[Saved entries]
· · ·

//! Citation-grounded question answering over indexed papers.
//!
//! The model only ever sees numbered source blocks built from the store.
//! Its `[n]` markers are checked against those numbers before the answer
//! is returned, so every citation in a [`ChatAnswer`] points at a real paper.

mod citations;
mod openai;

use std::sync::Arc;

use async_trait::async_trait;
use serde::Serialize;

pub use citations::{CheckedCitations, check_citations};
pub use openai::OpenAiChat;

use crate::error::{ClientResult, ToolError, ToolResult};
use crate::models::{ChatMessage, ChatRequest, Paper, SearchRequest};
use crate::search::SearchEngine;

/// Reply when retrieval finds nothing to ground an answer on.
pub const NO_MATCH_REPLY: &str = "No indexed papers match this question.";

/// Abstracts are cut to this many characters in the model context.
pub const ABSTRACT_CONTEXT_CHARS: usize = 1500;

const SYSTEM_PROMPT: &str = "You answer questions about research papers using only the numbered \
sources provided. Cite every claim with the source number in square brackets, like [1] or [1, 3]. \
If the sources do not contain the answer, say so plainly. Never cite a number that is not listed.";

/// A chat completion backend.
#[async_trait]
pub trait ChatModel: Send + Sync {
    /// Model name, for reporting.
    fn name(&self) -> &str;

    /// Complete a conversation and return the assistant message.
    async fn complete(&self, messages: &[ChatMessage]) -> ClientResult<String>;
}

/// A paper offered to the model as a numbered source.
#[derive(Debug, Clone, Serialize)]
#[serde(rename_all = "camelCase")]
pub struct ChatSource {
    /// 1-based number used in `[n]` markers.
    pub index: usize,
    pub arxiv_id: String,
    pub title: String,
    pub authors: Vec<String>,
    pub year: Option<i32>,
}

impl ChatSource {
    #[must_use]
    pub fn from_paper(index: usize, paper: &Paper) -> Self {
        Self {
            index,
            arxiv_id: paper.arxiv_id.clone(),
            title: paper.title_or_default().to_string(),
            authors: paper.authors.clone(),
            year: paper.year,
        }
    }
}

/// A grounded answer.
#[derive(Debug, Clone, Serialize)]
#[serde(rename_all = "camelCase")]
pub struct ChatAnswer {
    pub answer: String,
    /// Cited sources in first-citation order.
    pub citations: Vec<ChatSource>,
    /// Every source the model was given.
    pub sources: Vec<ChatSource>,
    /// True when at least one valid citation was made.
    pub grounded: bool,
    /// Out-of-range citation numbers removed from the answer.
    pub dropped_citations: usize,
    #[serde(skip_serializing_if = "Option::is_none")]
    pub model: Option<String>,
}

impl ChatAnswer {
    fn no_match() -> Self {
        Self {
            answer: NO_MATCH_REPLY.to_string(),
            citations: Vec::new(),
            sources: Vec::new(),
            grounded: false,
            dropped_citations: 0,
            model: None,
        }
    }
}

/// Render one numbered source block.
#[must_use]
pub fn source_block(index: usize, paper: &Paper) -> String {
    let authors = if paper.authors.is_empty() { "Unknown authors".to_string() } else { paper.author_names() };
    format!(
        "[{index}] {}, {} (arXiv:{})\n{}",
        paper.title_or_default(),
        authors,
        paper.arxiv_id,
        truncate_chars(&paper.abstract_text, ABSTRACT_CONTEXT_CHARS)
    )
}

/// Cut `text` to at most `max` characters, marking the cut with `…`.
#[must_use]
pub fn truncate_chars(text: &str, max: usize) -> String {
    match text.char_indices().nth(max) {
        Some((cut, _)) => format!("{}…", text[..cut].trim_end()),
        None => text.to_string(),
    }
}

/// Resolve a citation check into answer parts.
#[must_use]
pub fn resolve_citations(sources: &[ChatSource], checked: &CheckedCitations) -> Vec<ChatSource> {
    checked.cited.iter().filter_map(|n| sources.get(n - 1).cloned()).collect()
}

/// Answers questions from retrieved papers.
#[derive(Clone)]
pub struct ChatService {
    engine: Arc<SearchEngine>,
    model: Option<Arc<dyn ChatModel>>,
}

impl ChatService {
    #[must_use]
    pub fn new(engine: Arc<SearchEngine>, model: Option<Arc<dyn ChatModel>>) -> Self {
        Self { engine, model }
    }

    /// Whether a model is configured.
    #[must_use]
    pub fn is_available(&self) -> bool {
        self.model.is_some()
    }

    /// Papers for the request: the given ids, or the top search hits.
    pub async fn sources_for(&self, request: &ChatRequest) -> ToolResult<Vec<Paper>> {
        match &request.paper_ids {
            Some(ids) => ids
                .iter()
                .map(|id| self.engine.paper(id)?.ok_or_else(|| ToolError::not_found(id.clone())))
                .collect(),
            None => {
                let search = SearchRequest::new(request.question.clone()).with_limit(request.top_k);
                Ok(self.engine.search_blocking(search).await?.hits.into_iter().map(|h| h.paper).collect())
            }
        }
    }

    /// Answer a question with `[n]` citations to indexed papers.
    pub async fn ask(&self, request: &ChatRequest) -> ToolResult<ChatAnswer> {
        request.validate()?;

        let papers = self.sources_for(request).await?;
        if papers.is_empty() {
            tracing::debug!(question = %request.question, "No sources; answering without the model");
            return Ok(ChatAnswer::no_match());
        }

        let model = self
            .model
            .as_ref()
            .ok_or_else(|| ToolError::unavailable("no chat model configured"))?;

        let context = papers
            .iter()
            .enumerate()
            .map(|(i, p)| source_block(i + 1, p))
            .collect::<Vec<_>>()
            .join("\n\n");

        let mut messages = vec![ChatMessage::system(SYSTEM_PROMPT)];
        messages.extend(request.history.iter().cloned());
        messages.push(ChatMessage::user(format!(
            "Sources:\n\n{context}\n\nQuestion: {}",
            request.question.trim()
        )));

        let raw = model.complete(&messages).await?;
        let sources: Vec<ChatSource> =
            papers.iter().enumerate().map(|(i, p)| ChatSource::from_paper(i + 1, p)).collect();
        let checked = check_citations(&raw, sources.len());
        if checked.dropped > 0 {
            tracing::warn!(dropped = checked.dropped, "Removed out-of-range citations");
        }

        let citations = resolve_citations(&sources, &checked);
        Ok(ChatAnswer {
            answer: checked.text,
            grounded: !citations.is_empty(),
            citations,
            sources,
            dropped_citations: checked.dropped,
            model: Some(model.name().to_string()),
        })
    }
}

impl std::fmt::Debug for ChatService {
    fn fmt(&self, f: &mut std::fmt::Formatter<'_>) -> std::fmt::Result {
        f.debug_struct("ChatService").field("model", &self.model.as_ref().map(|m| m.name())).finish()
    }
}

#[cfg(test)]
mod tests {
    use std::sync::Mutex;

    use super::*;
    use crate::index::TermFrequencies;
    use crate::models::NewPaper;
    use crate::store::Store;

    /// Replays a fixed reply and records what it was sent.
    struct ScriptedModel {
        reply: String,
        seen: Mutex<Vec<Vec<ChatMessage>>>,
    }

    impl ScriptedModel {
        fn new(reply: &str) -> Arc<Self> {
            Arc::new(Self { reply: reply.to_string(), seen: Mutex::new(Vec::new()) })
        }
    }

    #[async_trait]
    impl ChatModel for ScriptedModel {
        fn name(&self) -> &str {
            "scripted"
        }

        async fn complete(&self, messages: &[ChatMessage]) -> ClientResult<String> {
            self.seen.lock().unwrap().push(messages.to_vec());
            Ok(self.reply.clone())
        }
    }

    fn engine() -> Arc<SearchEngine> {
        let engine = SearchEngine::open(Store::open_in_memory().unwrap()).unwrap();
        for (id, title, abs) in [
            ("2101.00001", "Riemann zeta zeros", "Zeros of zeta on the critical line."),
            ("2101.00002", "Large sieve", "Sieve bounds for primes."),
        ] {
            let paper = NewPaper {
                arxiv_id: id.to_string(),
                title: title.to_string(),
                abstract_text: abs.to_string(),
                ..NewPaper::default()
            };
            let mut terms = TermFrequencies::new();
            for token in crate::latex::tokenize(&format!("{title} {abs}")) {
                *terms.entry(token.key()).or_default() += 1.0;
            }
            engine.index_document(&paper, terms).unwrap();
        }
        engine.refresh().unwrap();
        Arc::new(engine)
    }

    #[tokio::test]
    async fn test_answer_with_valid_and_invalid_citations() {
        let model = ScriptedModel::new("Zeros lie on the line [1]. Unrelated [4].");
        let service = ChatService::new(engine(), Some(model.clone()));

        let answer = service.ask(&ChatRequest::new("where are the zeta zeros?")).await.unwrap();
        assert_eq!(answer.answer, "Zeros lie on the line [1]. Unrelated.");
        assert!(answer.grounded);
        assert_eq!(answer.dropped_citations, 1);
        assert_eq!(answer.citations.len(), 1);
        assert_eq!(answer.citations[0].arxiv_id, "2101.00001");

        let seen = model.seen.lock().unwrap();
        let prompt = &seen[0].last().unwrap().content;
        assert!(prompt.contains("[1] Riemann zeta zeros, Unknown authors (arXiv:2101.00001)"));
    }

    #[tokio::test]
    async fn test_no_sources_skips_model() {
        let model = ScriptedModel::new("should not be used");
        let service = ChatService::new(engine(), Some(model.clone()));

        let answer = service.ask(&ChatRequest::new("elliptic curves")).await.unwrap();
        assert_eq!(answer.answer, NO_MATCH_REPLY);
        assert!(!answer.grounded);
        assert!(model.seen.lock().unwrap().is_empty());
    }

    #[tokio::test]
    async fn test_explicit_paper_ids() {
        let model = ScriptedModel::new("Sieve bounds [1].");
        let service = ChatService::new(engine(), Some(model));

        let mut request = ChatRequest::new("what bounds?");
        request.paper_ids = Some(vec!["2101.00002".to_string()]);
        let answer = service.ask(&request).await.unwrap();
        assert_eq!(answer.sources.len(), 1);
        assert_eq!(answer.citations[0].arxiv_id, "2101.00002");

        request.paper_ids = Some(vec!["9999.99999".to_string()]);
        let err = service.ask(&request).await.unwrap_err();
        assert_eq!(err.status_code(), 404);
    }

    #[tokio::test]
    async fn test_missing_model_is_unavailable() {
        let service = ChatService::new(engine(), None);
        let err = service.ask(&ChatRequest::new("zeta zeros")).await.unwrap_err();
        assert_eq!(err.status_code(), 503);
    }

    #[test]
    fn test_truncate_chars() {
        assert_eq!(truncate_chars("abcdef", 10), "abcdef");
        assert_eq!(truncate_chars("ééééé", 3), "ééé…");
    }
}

· · ·

[EXERCISE AIM]
Beginning at the top of the entries above, output each line exactly, and end with the line in which "mod openai;" appears.

[PROBLEM SOLUTION]
//! Citation-grounded question answering over indexed papers.
//!
//! The model only ever sees numbered source blocks built from the store.
//! Its `[n]` markers are checked against those numbers before the answer
//! is returned, so every citation in a [`ChatAnswer`] points at a real paper.

mod citations;
mod openai;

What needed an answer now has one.